Activity:
Among the lines below, take the one holding "holds a permission.", the one holding "the snapshot's executor;", and all lines between them. Set them down exactly.

-- Task inputs follows --

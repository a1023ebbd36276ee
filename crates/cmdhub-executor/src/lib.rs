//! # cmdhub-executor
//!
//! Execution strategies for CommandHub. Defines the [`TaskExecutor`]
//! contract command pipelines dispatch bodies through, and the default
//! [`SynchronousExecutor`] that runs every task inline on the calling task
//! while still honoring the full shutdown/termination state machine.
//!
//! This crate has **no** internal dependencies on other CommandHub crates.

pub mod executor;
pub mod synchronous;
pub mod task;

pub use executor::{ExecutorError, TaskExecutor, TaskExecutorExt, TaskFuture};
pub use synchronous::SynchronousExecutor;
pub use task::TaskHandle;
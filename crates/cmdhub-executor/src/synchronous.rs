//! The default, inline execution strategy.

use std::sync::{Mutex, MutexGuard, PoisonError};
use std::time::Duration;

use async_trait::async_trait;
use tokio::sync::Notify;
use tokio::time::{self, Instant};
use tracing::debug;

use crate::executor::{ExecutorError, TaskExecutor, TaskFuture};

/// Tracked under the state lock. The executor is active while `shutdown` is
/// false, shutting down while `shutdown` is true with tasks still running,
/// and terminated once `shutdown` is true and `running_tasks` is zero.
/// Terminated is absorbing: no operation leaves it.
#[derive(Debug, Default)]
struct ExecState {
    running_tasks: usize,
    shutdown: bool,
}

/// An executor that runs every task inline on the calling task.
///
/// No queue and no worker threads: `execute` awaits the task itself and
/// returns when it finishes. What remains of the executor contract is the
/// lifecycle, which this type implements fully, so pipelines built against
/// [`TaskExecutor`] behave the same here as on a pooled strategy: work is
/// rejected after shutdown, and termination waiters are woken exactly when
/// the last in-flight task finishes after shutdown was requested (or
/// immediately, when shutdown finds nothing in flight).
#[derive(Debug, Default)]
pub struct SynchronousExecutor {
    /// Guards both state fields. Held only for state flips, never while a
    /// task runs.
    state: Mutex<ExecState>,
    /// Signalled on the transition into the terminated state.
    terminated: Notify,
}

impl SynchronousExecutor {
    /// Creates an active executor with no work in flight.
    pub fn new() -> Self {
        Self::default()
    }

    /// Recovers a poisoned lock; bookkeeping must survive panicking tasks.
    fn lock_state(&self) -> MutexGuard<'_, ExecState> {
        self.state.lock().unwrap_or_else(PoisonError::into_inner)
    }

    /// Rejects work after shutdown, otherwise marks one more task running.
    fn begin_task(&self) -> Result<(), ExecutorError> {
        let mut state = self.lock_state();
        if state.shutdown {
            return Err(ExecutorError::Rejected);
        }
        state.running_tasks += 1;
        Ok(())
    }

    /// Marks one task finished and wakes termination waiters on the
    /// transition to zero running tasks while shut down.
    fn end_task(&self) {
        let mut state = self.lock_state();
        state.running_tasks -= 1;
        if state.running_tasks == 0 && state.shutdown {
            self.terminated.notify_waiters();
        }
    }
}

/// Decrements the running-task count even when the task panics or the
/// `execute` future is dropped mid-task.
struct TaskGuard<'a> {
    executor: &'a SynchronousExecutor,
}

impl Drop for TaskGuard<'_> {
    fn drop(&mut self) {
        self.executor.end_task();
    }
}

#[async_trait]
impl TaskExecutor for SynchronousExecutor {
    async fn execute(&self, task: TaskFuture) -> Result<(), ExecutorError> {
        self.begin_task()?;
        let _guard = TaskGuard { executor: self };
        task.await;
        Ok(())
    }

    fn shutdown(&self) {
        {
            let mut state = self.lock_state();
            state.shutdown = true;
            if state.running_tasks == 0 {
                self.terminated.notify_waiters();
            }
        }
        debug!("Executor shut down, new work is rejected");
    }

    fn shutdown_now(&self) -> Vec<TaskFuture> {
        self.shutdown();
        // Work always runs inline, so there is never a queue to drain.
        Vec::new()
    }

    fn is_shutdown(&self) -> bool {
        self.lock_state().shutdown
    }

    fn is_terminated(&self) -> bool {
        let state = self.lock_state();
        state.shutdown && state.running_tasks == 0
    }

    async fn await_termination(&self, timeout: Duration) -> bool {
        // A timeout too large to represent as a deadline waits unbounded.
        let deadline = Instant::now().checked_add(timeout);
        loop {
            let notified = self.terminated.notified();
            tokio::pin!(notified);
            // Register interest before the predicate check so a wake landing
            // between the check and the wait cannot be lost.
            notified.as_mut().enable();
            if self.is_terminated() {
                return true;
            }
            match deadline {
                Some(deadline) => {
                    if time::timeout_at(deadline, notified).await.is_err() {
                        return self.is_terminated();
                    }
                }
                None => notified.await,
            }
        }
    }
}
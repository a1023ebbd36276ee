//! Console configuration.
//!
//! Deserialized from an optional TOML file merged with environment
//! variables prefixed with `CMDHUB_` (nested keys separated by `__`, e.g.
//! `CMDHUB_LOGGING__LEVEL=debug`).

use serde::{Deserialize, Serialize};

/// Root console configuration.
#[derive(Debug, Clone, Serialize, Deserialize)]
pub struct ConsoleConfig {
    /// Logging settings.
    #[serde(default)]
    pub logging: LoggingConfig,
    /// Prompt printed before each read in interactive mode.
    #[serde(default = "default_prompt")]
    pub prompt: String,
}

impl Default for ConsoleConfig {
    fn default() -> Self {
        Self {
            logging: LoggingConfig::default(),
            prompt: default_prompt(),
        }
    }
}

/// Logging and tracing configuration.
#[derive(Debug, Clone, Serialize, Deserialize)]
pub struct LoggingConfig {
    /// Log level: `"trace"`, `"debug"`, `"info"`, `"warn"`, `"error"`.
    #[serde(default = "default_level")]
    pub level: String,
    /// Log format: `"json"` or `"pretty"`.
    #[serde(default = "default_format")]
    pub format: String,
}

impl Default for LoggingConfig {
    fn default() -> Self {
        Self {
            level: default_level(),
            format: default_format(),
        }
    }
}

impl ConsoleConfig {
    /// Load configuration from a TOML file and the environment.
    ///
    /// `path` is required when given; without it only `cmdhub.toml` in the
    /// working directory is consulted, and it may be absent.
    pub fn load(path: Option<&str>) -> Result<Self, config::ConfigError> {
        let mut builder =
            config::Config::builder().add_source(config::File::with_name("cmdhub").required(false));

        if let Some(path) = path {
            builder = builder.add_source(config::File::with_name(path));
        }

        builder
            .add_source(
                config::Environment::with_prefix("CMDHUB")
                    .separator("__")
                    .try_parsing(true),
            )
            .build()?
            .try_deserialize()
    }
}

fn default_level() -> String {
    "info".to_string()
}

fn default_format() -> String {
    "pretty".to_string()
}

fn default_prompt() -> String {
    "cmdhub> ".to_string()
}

-- Task inputs concluded --
-- Task inputs follows --

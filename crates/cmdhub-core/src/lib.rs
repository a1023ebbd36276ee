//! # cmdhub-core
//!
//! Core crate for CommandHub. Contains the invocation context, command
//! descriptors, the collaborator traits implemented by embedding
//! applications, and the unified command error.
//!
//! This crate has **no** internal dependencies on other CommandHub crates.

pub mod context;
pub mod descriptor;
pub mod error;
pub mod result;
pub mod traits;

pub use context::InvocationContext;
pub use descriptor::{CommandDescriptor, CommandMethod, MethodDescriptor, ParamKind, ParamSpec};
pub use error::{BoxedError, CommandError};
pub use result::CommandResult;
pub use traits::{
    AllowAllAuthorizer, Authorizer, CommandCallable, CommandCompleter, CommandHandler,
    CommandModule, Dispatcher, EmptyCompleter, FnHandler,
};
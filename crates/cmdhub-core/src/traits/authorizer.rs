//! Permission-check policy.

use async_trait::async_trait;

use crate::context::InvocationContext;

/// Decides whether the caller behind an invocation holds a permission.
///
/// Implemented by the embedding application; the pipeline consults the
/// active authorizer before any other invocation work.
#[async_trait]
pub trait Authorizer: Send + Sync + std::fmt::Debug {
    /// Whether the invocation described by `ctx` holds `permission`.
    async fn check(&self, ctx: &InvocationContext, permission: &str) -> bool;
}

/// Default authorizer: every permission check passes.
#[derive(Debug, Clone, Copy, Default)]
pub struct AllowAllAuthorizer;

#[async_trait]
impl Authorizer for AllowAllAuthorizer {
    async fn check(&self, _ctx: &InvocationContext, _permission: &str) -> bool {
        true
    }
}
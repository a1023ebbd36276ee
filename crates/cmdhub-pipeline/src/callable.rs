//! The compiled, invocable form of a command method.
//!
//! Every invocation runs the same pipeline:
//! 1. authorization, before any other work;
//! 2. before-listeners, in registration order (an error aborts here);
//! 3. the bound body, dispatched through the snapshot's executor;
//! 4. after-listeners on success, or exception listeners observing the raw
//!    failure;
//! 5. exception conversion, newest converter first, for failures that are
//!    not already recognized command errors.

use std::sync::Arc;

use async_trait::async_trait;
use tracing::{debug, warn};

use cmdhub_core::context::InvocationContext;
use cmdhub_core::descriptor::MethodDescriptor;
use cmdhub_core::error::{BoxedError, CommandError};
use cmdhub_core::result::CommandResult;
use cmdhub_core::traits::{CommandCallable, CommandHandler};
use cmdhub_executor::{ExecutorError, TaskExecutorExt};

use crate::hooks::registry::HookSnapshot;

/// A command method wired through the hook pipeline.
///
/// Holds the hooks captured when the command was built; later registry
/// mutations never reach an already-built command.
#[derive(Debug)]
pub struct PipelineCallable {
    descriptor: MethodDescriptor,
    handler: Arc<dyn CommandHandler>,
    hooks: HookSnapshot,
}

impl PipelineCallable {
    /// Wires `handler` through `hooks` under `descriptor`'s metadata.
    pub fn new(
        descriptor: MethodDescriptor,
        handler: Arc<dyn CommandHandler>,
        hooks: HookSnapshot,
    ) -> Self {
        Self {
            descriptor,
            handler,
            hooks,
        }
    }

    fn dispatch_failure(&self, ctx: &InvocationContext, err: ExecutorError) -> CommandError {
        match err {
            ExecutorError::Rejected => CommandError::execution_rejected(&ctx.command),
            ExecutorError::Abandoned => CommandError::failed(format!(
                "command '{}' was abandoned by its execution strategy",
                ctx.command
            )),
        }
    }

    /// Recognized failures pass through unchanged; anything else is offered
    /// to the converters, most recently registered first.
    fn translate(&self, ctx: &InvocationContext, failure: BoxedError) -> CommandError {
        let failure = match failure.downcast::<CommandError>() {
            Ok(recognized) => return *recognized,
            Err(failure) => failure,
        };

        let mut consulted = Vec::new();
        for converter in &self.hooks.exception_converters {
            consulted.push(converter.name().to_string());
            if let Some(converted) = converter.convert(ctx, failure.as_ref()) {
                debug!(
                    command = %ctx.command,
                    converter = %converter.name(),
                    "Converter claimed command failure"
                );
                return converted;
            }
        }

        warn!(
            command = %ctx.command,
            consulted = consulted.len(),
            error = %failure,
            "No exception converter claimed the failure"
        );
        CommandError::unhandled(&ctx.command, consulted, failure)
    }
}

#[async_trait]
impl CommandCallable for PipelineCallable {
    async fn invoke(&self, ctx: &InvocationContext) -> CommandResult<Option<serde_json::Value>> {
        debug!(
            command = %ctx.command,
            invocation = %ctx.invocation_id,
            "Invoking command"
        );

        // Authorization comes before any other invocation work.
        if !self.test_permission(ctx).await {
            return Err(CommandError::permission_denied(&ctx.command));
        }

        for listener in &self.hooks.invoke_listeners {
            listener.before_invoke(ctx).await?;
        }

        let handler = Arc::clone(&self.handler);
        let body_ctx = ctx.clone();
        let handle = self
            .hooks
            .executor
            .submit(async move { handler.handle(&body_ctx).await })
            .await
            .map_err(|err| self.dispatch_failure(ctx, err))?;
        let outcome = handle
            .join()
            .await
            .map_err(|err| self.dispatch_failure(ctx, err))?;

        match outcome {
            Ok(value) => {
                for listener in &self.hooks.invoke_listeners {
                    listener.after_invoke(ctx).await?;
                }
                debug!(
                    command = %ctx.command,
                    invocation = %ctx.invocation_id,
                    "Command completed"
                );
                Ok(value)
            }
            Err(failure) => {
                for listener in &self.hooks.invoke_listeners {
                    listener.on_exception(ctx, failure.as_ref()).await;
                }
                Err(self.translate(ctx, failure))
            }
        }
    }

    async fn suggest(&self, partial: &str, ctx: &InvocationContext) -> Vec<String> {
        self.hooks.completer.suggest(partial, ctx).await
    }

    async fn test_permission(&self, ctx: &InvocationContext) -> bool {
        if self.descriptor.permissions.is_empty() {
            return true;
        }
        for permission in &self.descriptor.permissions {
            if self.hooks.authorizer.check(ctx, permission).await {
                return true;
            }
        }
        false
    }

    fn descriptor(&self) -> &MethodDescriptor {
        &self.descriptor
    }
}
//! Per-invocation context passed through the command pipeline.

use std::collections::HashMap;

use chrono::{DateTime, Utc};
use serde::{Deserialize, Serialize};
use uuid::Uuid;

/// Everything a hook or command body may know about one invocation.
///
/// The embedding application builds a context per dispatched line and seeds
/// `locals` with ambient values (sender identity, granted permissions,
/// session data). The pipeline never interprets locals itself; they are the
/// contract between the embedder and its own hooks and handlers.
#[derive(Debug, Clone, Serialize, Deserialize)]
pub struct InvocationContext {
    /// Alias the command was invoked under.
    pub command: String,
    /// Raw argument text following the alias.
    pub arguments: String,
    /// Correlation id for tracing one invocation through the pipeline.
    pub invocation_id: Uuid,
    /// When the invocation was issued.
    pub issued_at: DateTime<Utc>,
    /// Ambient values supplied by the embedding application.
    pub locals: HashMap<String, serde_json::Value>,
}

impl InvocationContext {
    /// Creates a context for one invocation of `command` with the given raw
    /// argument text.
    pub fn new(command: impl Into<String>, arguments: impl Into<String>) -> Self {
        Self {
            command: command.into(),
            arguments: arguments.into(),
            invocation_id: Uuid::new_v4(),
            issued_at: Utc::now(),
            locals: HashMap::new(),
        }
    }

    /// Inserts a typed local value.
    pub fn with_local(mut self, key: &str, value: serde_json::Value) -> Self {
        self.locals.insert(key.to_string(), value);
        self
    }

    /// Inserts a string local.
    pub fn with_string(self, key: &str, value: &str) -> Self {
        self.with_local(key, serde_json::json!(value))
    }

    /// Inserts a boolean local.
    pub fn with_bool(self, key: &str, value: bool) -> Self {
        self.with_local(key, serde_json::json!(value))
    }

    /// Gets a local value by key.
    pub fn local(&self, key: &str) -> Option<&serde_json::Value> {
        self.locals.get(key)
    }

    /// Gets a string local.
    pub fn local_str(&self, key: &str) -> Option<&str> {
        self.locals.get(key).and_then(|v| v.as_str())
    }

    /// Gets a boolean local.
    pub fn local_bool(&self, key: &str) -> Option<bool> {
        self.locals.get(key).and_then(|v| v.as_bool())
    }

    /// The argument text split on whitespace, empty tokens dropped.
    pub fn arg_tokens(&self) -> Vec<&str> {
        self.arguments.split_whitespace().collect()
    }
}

-- Task inputs concluded --

Problem solution:
/// Decides whether the caller behind an invocation holds a permission.
///
/// Implemented by the embedding application; the pipeline consults the
/// active authorizer before any other invocation work.
#[async_trait]
pub trait Authorizer: Send + Sync + std::fmt::Debug {
    /// Whether the invocation described by `ctx` holds `permission`.
    async fn check(&self, ctx: &InvocationContext, permission: &str) -> bool;
}

/// Default authorizer: every permission check passes.
#[derive(Debug, Clone, Copy, Default)]
pub struct AllowAllAuthorizer;

#[async_trait]
impl Authorizer for AllowAllAuthorizer {
    async fn check(&self, _ctx: &InvocationContext, _permission: &str) -> bool {
        true
    }
}
repository a1023ebbd36276ee
filename crates/cmdhub-pipeline/src/callable.rs
//! The compiled, invocable form of a command method.
//!
//! Every invocation runs the same pipeline:
//! 1. authorization, before any other work;
//! 2. before-listeners, in registration order (an error aborts here);
//! 3. the bound body, dispatched through the snapshot's executor;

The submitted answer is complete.